I’ve heard many different reasons for this conveyed in a way where it is completely emotion based. I’m sure you’ve heard the same things too.

“I’m just not happy anymore.”

“It doesn’t challenge me any longer.”

“There will come a point in your career where you will ask yourself the same question — am I happy with my job?”

As I hear these sentiments, I find it heartbreaking. A person gets into a career to do something they love or to make a difference in a particular field. Hear me folks and mark my words; There will come a point in your career where you will ask yourself the same question — am I happy with my job? We’ve all been there and if you haven’t reached that point yet, trust me…you will.

As some of you shake your heads in agreement reading this, I want to ask you another question. How do we relight that spark in that passionless career? How do we get that love back for what we do?

I’ll be honest, it’s a multi-layered question that will be different for so many people.

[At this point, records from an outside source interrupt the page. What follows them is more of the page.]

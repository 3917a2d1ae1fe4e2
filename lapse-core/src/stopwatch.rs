use core::time::Duration;

use crate::{Clock, Error, State};

const NANOS_PER_SEC: u128 = 1_000_000_000;

/// Keeps the last completed interval; reads never sample the clock and are zero
/// until the first successful `stop()`.
pub struct Stopwatch<Clk: Clock> {
    clock: Clk,
    started_at: Option<Clk::Instant>,
    elapsed_ticks: u64,
    state: State,
}

impl<Clk> Stopwatch<Clk>
where
    Clk: Clock,
{
    pub const fn new(clock: Clk) -> Self {
        Self {
            clock,
            started_at: None,
            elapsed_ticks: 0,
            state: State::Unset,
        }
    }

    pub fn start(&mut self) -> Result<(), Error> {
        let Some(now) = self.clock.now() else {
            log::debug!("clock unavailable on start");
            return Err(Error::ClockUnavailable);
        };

        if self.state == State::Running {
            log::trace!("stopwatch restarted while running");
        }

        self.started_at = Some(now);
        self.state = State::Running;
        log::trace!("stopwatch started");
        Ok(())
    }

    pub fn stop(&mut self) -> Result<(), Error> {
        let Some(started_at) = self.started_at else {
            return Err(Error::NotStarted);
        };

        let Some(now) = self.clock.now() else {
            log::debug!("clock unavailable on stop");
            return Err(Error::ClockUnavailable);
        };

        self.elapsed_ticks = self.clock.ticks_between(started_at, now);
        self.started_at = None;
        self.state = State::Stopped;
        log::trace!("stopwatch stopped after {} ticks", self.elapsed_ticks);
        Ok(())
    }

    pub fn elapsed_time(&self) -> f64 {
        let per_second = self.clock.ticks_per_second();
        if per_second == 0 {
            return 0.0;
        }

        self.elapsed_ticks as f64 / per_second as f64
    }

    pub fn elapsed(&self) -> Duration {
        let per_second = self.clock.ticks_per_second();
        if per_second == 0 {
            return Duration::ZERO;
        }

        let secs = self.elapsed_ticks / per_second;
        let rem = u128::from(self.elapsed_ticks % per_second);
        // rem < per_second, so the quotient is below one second of nanos.
        let nanos = (rem * NANOS_PER_SEC / u128::from(per_second)) as u32;
        Duration::new(secs, nanos)
    }

    pub const fn elapsed_ticks(&self) -> u64 {
        self.elapsed_ticks
    }

    pub const fn state(&self) -> State {
        self.state
    }

    pub const fn is_running(&self) -> bool {
        matches!(self.state, State::Running)
    }

    pub fn reset(&mut self) {
        self.started_at = None;
        self.elapsed_ticks = 0;
        self.state = State::Unset;
    }

    pub const fn clock(&self) -> &Clk {
        &self.clock
    }

    pub fn into_clock(self) -> Clk {
        self.clock
    }
}

impl<Clk> Default for Stopwatch<Clk>
where
    Clk: Clock + Default,
{
    fn default() -> Self {
        Self::new(Clk::default())
    }
}

impl<Clk> core::fmt::Debug for Stopwatch<Clk>
where
    Clk: Clock,
{
    fn fmt(&self, f: &mut core::fmt::Formatter<'_>) -> core::fmt::Result {
        f.debug_struct("Stopwatch")
            .field("state", &self.state)
            .field("elapsed_ticks", &self.elapsed_ticks)
            .finish_non_exhaustive()
    }
}
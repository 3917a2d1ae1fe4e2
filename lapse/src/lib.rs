mod clock;
#[cfg(unix)]
mod cpu;
mod measure;

pub use lapse_core::{Clock, Error, State, Stopwatch};

pub use clock::{MonotonicClock, TokioClock};
#[cfg(unix)]
pub use cpu::ProcessorClock;
pub use measure::{measure, measure_async};
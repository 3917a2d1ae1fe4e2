#[derive(Debug, Clone, Copy, PartialEq, Eq, Hash, thiserror::Error)]
pub enum Error {
    #[error("clock source returned an invalid time")]
    ClockUnavailable,
    #[error("stop() called before the stopwatch was started")]
    NotStarted,
}
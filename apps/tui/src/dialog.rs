//! "Save preset" dialog.

use crossterm::event::KeyCode;
use ratatui::prelude::*;
use ratatui::widgets::{Block, Borders, Clear, Paragraph};

use crate::theme::Palette;
use crate::widgets::centered_rect;

#[derive(Debug, Clone, Copy, PartialEq, Eq)]
enum Field {
    Name,
    Description,
}

/// What the dialog wants the app to do after a key press.
#[derive(Debug, PartialEq, Eq)]
pub(crate) enum DialogAction {
    None,
    Cancel,
    Submit { name: String, description: String },
}

#[derive(Debug)]
pub(crate) struct SaveDialog {
    name: String,
    description: String,
    field: Field,
    error: Option<String>,
}

impl SaveDialog {
    /// Open with the name pre-filled from the active preset, if any.
    pub(crate) fn new(current: Option<&str>) -> Self {
        Self {
            name: current.unwrap_or_default().to_string(),
            description: String::new(),
            field: Field::Name,
            error: None,
        }
    }

    pub(crate) fn handle_key(&mut self, code: KeyCode) -> DialogAction {
        match code {
            KeyCode::Esc => return DialogAction::Cancel,
            KeyCode::Tab | KeyCode::BackTab | KeyCode::Up | KeyCode::Down => {
                self.field = match self.field {
                    Field::Name => Field::Description,
                    Field::Description => Field::Name,
                };
            }
            KeyCode::Enter if self.field == Field::Name => {
                self.field = Field::Description;
            }
            KeyCode::Enter => {
                if self.name.trim().is_empty() {
                    self.error = Some("Name is required".to_string());
                    self.field = Field::Name;
                } else {
                    return DialogAction::Submit {
                        name: self.name.trim().to_string(),
                        description: self.description.trim().to_string(),
                    };
                }
            }
            KeyCode::Backspace => {
                self.active_mut().pop();
            }
            KeyCode::Char(c) => {
                self.error = None;
                self.active_mut().push(c);
            }
            _ => {}
        }
        DialogAction::None
    }

    fn active_mut(&mut self) -> &mut String {
        match self.field {
            Field::Name => &mut self.name,
            Field::Description => &mut self.description,
        }
    }

    pub(crate) fn draw(&self, f: &mut Frame, area: Rect, palette: &Palette) {
        let popup = centered_rect(60, 40, area);

        let field_line = |label: &str, value: &str, field: Field| {
            let active = self.field == field;
            let style = if active {
                Style::default()
                    .fg(palette.focus)
                    .add_modifier(Modifier::BOLD)
            } else {
                Style::default()
            };
            let cursor = if active { "▏" } else { "" };
            Line::from(vec![
                Span::styled(format!("{label:<13}"), style),
                Span::raw(format!("{value}{cursor}")),
            ])
        };

        let mut lines = vec![
            Line::from(""),
            field_line("Name:", &self.name, Field::Name),
            field_line("Description:", &self.description, Field::Description),
            Line::from(""),
        ];
        match &self.error {
            Some(err) => lines.push(Line::styled(err.clone(), Style::default().fg(palette.error))),
            None => lines.push(Line::styled(
                "Enter: next/save   Tab: switch field   Esc: cancel",
                Style::default().fg(palette.muted),
            )),
        }

        let dialog = Paragraph::new(lines)
            .block(
                Block::default()
                    .borders(Borders::ALL)
                    .title(" Save preset ")
                    .border_style(Style::default().fg(palette.focus)),
            )
            .style(Style::default().bg(palette.background).fg(palette.foreground));

        f.render_widget(Clear, popup);
        f.render_widget(dialog, popup);
    }
}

We all come from different walks of life and no two people are the same. I too, have asked myself that question and I almost quit law enforcement because of it.

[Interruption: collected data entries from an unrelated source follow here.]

//! Colour palettes parsed from the TOML style sheet.

use std::path::Path;
use std::str::FromStr;

use presetui_shared::{PresetUiError, Result, ThemeMode};
use ratatui::style::Color;
use serde::Deserialize;

/// The style sheet shipped with the crate.
const BUILTIN_THEME: &str = include_str!("../assets/theme.toml");

/// Raw palette as written in the style sheet.
#[derive(Debug, Deserialize)]
struct RawPalette {
    background: String,
    foreground: String,
    border: String,
    focus: String,
    highlight: String,
    accent: String,
    muted: String,
    success: String,
    warning: String,
    error: String,
    preview: String,
    status_bg: String,
    status_fg: String,
}

#[derive(Debug, Deserialize)]
struct RawTheme {
    light: RawPalette,
    dark: RawPalette,
}

/// Resolved colours for one mode.
#[derive(Debug, Clone, Copy, PartialEq, Eq)]
pub struct Palette {
    pub background: Color,
    pub foreground: Color,
    pub border: Color,
    pub focus: Color,
    pub highlight: Color,
    pub accent: Color,
    pub muted: Color,
    pub success: Color,
    pub warning: Color,
    pub error: Color,
    pub preview: Color,
    pub status_bg: Color,
    pub status_fg: Color,
}

/// Light and dark palettes.
#[derive(Debug, Clone)]
pub struct Theme {
    light: Palette,
    dark: Palette,
}

impl Theme {
    /// The embedded style sheet.
    pub fn builtin() -> Self {
        Self::parse(BUILTIN_THEME).unwrap_or_else(|e| {
            tracing::error!(error = %e, "built-in theme is invalid");
            Self {
                light: Palette::plain(),
                dark: Palette::plain(),
            }
        })
    }

    /// Load a user style sheet.
    pub fn from_file(path: &Path) -> Result<Self> {
        let content = std::fs::read_to_string(path).map_err(|e| PresetUiError::io(path, e))?;
        Self::parse(&content)
            .map_err(|e| PresetUiError::config(format!("theme {}: {e}", path.display())))
    }

    pub fn parse(content: &str) -> Result<Self> {
        let raw: RawTheme = toml::from_str(content)
            .map_err(|e| PresetUiError::parse(format!("invalid theme: {e}")))?;
        Ok(Self {
            light: Palette::resolve(&raw.light)?,
            dark: Palette::resolve(&raw.dark)?,
        })
    }

    pub fn palette(&self, mode: ThemeMode) -> &Palette {
        match mode {
            ThemeMode::Light => &self.light,
            ThemeMode::Dark => &self.dark,
        }
    }
}

impl Palette {
    fn plain() -> Self {
        Self {
            background: Color::Reset,
            foreground: Color::Reset,
            border: Color::Reset,
            focus: Color::Cyan,
            highlight: Color::Blue,
            accent: Color::Magenta,
            muted: Color::DarkGray,
            success: Color::Green,
            warning: Color::Yellow,
            error: Color::Red,
            preview: Color::Green,
            status_bg: Color::DarkGray,
            status_fg: Color::White,
        }
    }

    fn resolve(raw: &RawPalette) -> Result<Self> {
        Ok(Self {
            background: color(&raw.background)?,
            foreground: color(&raw.foreground)?,
            border: color(&raw.border)?,
            focus: color(&raw.focus)?,
            highlight: color(&raw.highlight)?,
            accent: color(&raw.accent)?,
            muted: color(&raw.muted)?,
            success: color(&raw.success)?,
            warning: color(&raw.warning)?,
            error: color(&raw.error)?,
            preview: color(&raw.preview)?,
            status_bg: color(&raw.status_bg)?,
            status_fg: color(&raw.status_fg)?,
        })
    }
}

fn color(s: &str) -> Result<Color> {
    Color::from_str(s).map_err(|_| PresetUiError::parse(format!("unknown colour '{s}'")))
}
impl<R: BufRead, W: Write> Console<R, W> {
    pub(crate) fn new(input: R, output: W, clipboard: Box<dyn Clipboard>) -> Self {
        Self {
            input,
            output,
            clipboard,
            color: false,
        }
    }

    /// Emit ANSI colours (only when writing to a terminal).
    pub(crate) fn with_color(mut self, color: bool) -> Self {
        self.color = color;
        self
    }

    /// Walk the user through the form and return the collected values.
    pub(crate) fn run(&mut self, form: &mut FormState) -> Result<RunParams> {
        let title = form.spec().title.clone();
        self.panel(&title, None, Color::Blue)?;

        let step = if form.presets().is_empty() {
            PresetStep::Edit
        } else {
            self.clipboard_panel()?;
            self.preset_table(form)?;
            self.preset_prompt(form)?
        };

        match step {
            PresetStep::Run => {
                self.say("Configuration collected, running...", Color::Green)?;
                return Ok(form.collect());
            }
            PresetStep::Edit => {
                self.checkbox_step(form)?;
                self.parameter_step(form)?;
            }
            PresetStep::Applied => {}
        }

        let preview = form.command_preview();
        self.panel(&preview, Some("Command preview"), Color::Green)?;
        self.say("Configuration collected, running...", Color::Green)?;
        Ok(form.collect())
    }

    // -----------------------------------------------------------------------
    // Steps
    // -----------------------------------------------------------------------

    fn clipboard_panel(&mut self) -> Result<()> {
        match self.clipboard.get_text() {
            Ok(text) if !text.trim().is_empty() => {
                self.panel(&text, Some("Clipboard"), Color::Yellow)?;
                writeln!(self.output)?;
            }
            Ok(_) => {}
            Err(e) => self.say(&format!("Unable to read clipboard: {e}"), Color::Red)?,
        }
        Ok(())
    }

    fn preset_table(&mut self, form: &FormState) -> Result<()> {
        let mut rows = Vec::with_capacity(form.presets().len());
        for (i, preset) in form.presets().iter().enumerate() {
            let args = form.preset_preview(&preset.name)?;
            let args = if args.is_empty() {
                "(no arguments)".to_string()
            } else {
                display_command(&args)
            };
            rows.push([
                (i + 1).to_string(),
                preset.name.clone(),
                preset.description.clone(),
                args,
            ]);
        }

        let header = ["#", "Name", "Description", "Arguments"];
        let colors = [Color::Cyan, Color::Green, Color::Yellow, Color::Magenta];
        let mut widths = header.map(UnicodeWidthStr::width);
        for row in &rows {
            for (w, cell) in widths.iter_mut().zip(row) {
                *w = (*w).max(cell.width());
            }
        }

        let rule = |l: &str, m: &str, r: &str| {
            let parts: Vec<String> = widths.iter().map(|w| "─".repeat(w + 2)).collect();
            format!("{l}{}{r}", parts.join(m))
        };

        writeln!(self.output, "{}", self.paint("Presets", Color::Blue, true))?;
        writeln!(self.output, "{}", self.paint(&rule("╭", "┬", "╮"), Color::Blue, false))?;
        let head: Vec<String> = header
            .iter()
            .zip(widths)
            .map(|(h, w)| self.paint(&pad(h, w), Color::Reset, true))
            .collect();
        self.table_row(&head)?;
        writeln!(self.output, "{}", self.paint(&rule("├", "┼", "┤"), Color::Blue, false))?;
        for row in &rows {
            let cells: Vec<String> = row
                .iter()
                .zip(widths)
                .zip(colors)
                .map(|((cell, w), c)| self.paint(&pad(cell, w), c, false))
                .collect();
            self.table_row(&cells)?;
        }
        writeln!(self.output, "{}", self.paint(&rule("╰", "┴", "╯"), Color::Blue, false))?;

        writeln!(self.output)?;
        writeln!(self.output, "{}", self.paint("Usage:", Color::Reset, true))?;
        writeln!(self.output, "  • a preset number (e.g. 2): apply it")?;
        writeln!(self.output, "  • the number twice (e.g. 22): apply it and run")?;
        writeln!(self.output, "  • 0: skip presets and edit options")?;
        Ok(())
    }

    fn table_row(&mut self, cells: &[String]) -> Result<()> {
        let bar = self.paint("│", Color::Blue, false);
        let joined: Vec<String> = cells.iter().map(|c| format!(" {c} ")).collect();
        writeln!(self.output, "{bar}{}{bar}", joined.join(&bar))?;
        Ok(())
    }

    fn preset_prompt(&mut self, form: &mut FormState) -> Result<PresetStep> {
        let answer = self.ask("Choose a preset", "1")?;
        let names: Vec<String> = form.presets().iter().map(|p| p.name.clone()).collect();

        let (index, run) = match choice::parse_preset_choice(&answer, names.len()) {
            PresetChoice::Default => (0, false),
            PresetChoice::Select(i) => (i, false),
            PresetChoice::SelectAndRun(i) => (i, true),
            PresetChoice::Skip => {
                self.say("Skipping presets", Color::Yellow)?;
                return Ok(PresetStep::Edit);
            }
            PresetChoice::Invalid => {
                self.say("Invalid preset number, skipping presets", Color::Yellow)?;
                return Ok(PresetStep::Edit);
            }
        };

        let name = &names[index];
        for warning in form.apply_preset(name)? {
            self.say(&warning, Color::Yellow)?;
        }
        debug!(preset = %name, run, "preset chosen");
        if run {
            self.say(&format!("Selected and running preset: {name}"), Color::Green)?;
            Ok(PresetStep::Run)
        } else {
            self.say(&format!("Applied preset: {name}"), Color::Green)?;
            Ok(PresetStep::Applied)
        }
    }

    fn checkbox_step(&mut self, form: &mut FormState) -> Result<()> {
        let count = form.spec().checkboxes.len();
        if count == 0 {
            return Ok(());
        }

        writeln!(self.output, "{}", self.paint("Options:", Color::Reset, true))?;
        for (i, opt) in form.spec().checkboxes.iter().enumerate() {
            let mark = if form.checkbox_at(i) { "✓" } else { " " };
            writeln!(self.output, "{}. [{mark}] {} ({})", i + 1, opt.label, opt.arg)?;
        }
        writeln!(self.output)?;
        self.say(
            "Toggle options (numbers separated by spaces, Enter keeps current)",
            Color::Cyan,
        )?;

        let answer = self.ask("Numbers", "")?;
        if answer.trim().is_empty() {
            return Ok(());
        }
        match choice::parse_toggle_indices(&answer) {
            Some(indices) => {
                for i in 1..=count {
                    if indices.contains(&i) {
                        form.toggle_at(i - 1);
                    }
                }
                self.say("Options updated", Color::Green)?;
            }
            None => self.say("Invalid input, keeping current options", Color::Yellow)?,
        }
        Ok(())
    }

    fn parameter_step(&mut self, form: &mut FormState) -> Result<()> {
        let count = form.spec().parameters.len();
        if count == 0 {
            return Ok(());
        }

        writeln!(self.output)?;
        writeln!(self.output, "{}", self.paint("Parameters:", Color::Reset, true))?;
        for i in 0..count {
            let line = self.parameter_line(form, i);
            writeln!(self.output, "{line}")?;
        }
        writeln!(self.output)?;
        self.say(
            "Set parameters (\"index value\", or just the index to pick a choice; blank line to finish)",
            Color::Cyan,
        )?;

        loop {
            let line = self.ask("Input", "")?;
            if line.trim().is_empty() {
                break;
            }
            let Some(edit) = choice::parse_parameter_edit(&line) else {
                self.say("Index must be a number", Color::Yellow)?;
                continue;
            };
            if edit.index == 0 || edit.index > count {
                self.say(&format!("Index {} is out of range", edit.index), Color::Yellow)?;
                continue;
            }
            let i = edit.index - 1;
            let param = form.spec().parameters[i].clone();

            match (&param, edit.value) {
                (ParameterOption::Input(_), value) => {
                    let value = value.unwrap_or_default();
                    form.set_value_at(i, value.clone())?;
                    let shown = if value.is_empty() { "(empty)" } else { &value };
                    self.say(&format!("Set {}: {shown}", param.label()), Color::Green)?;
                }
                (ParameterOption::Select(sel), Some(value)) => {
                    if form.set_value_at(i, value.clone()).is_ok() {
                        self.say(&format!("Set {}: {value}", sel.label), Color::Green)?;
                    } else {
                        self.say(
                            &format!(
                                "Invalid value '{value}'. Choices: {}",
                                sel.choices.join(", ")
                            ),
                            Color::Yellow,
                        )?;
                    }
                }
                (ParameterOption::Select(sel), None) => {
                    let current = form.value_at(i).to_string();
                    let prompt = format!("Choose {} [{}]", sel.label, sel.choices.join("/"));
                    loop {
                        let answer = self.ask(&prompt, &current)?;
                        let answer = if answer.trim().is_empty() {
                            current.clone()
                        } else {
                            answer.trim().to_string()
                        };
                        if form.set_value_at(i, answer.clone()).is_ok() {
                            self.say(&format!("Selected {}: {answer}", sel.label), Color::Green)?;
                            break;
                        }
                        self.say("Please select one of the available options", Color::Red)?;
                    }
                }
            }
        }
        Ok(())
    }

    fn parameter_line(&self, form: &FormState, i: usize) -> String {
        let param = &form.spec().parameters[i];
        let value = form.value_at(i);
        let default = param.default_value().unwrap_or_default();

        let shown = if value.is_empty() {
            self.paint("not set", Color::DarkGrey, false)
        } else {
            self.paint(value, Color::Cyan, false)
        };
        let mut line = format!("{}. {} ({}): {shown}", i + 1, param.label(), param.arg());

        if value != default {
            let d = if default.is_empty() { "empty" } else { &default };
            line.push_str(&self.paint(&format!(" (default: {d})"), Color::DarkGrey, false));
        }
        match param {
            ParameterOption::Input(input) if !input.placeholder.is_empty() => {
                line.push_str(&self.paint(
                    &format!(" hint: {}", input.placeholder),
                    Color::DarkGrey,
                    false,
                ));
            }
            ParameterOption::Select(sel) => {
                line.push_str(&self.paint(
                    &format!(" choices: {}", sel.choices.join(" / ")),
                    Color::DarkGrey,
                    false,
                ));
            }
            ParameterOption::Input(_) => {}
        }
        line
    }

    // -----------------------------------------------------------------------
    // Output helpers
    // -----------------------------------------------------------------------

    /// Print `prompt [default]: ` and read one line. EOF yields the default.
    fn ask(&mut self, prompt: &str, default: &str) -> Result<String> {
        let hint = if default.is_empty() {
            String::new()
        } else {
            format!(" {}", self.paint(&format!("({default})"), Color::Cyan, true))
        };
        write!(self.output, "{prompt}{hint}: ")?;
        self.output.flush()?;

        let mut line = String::new();
        if self.input.read_line(&mut line)? == 0 {
            writeln!(self.output)?;
            return Ok(default.to_string());
        }
        let line = line.trim_end_matches(['\r', '\n']);
        Ok(if line.trim().is_empty() {
            default.to_string()
        } else {
            line.to_string()
        })
    }

    fn say(&mut self, msg: &str, color: Color) -> Result<()> {
        let text = self.paint(msg, color, false);
        writeln!(self.output, "{text}")?;
        Ok(())
    }

    /// Boxed text with an optional title in the top border.
    fn panel(&mut self, body: &str, title: Option<&str>, color: Color) -> Result<()> {
        let lines: Vec<&str> = body.lines().collect();
        let title_len = title.map(|t| t.width() + 2).unwrap_or(0);
        let inner = lines
            .iter()
            .map(|l| l.width())
            .max()
            .unwrap_or(0)
            .max(title_len)
            + 2;

        let top = match title {
            Some(t) => format!("╭─ {t} {}╮", "─".repeat(inner.saturating_sub(title_len + 1))),
            None => format!("╭{}╮", "─".repeat(inner)),
        };
        writeln!(self.output, "{}", self.paint(&top, color, false))?;
        let side = self.paint("│", color, false);
        for line in &lines {
            let text = self.paint(&pad(line, inner - 2), color, true);
            writeln!(self.output, "{side} {text} {side}")?;
        }
        let bottom = format!("╰{}╯", "─".repeat(inner));
        writeln!(self.output, "{}", self.paint(&bottom, color, false))?;
        Ok(())
    }

    fn paint(&self, text: &str, color: Color, bold: bool) -> String {
        if !self.color {
            return text.to_string();
        }
        let styled = text.with(color);
        if bold {
            styled.bold().to_string()
        } else {
            styled.to_string()
        }
    }
}
//! Checkbox pane.

use ratatui::prelude::*;
use ratatui::widgets::{Block, Borders, List, ListItem, ListState, Paragraph};

use crate::app::App;
use crate::panes::Focus;
use crate::theme::Palette;
use crate::widgets::pane_border;

pub(super) fn draw(f: &mut Frame, area: Rect, app: &App, palette: &Palette) {
    let focused = app.focus == Focus::Options;
    let block = Block::default()
        .borders(Borders::ALL)
        .title(" Options ")
        .border_style(pane_border(focused, palette));

    let checkboxes = &app.form.spec().checkboxes;
    if checkboxes.is_empty() {
        let empty = Paragraph::new("No options")
            .style(Style::default().fg(palette.muted))
            .block(block);
        f.render_widget(empty, area);
        return;
    }

    let items: Vec<ListItem> = checkboxes
        .iter()
        .enumerate()
        .map(|(i, opt)| {
            let on = app.form.checkbox_at(i);
            let mark = if on { "[x]" } else { "[ ]" };
            let mark_style = if on {
                Style::default().fg(palette.success)
            } else {
                Style::default().fg(palette.muted)
            };
            ListItem::new(Line::from(vec![
                Span::styled(mark, mark_style),
                Span::raw(format!(" {}", opt.label)),
                Span::styled(format!(" ({})", opt.arg), Style::default().fg(palette.muted)),
            ]))
        })
        .collect();

    let mut list = List::new(items).block(block);
    if focused {
        list = list
            .highlight_style(Style::default().bg(palette.highlight))
            .highlight_symbol("▸ ");
    }
    let mut state = ListState::default().with_selected(Some(app.option_cursor));
    f.render_stateful_widget(list, area, &mut state);
}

Yes, as much as I have written about positivity, love, overcoming fears and doubts, I had stopped loving what I signed up to do at the end of 2011. Some of the same complaints I’ve listed here were being voiced by me at one time. Yet, here I am nearly nine years later…still doing the job.

How did I do it? I realized my issues were never about the job — my issues were with me. Let me outline three things I realized about myself and hopefully, my journey can help someone else struggling with similar questions.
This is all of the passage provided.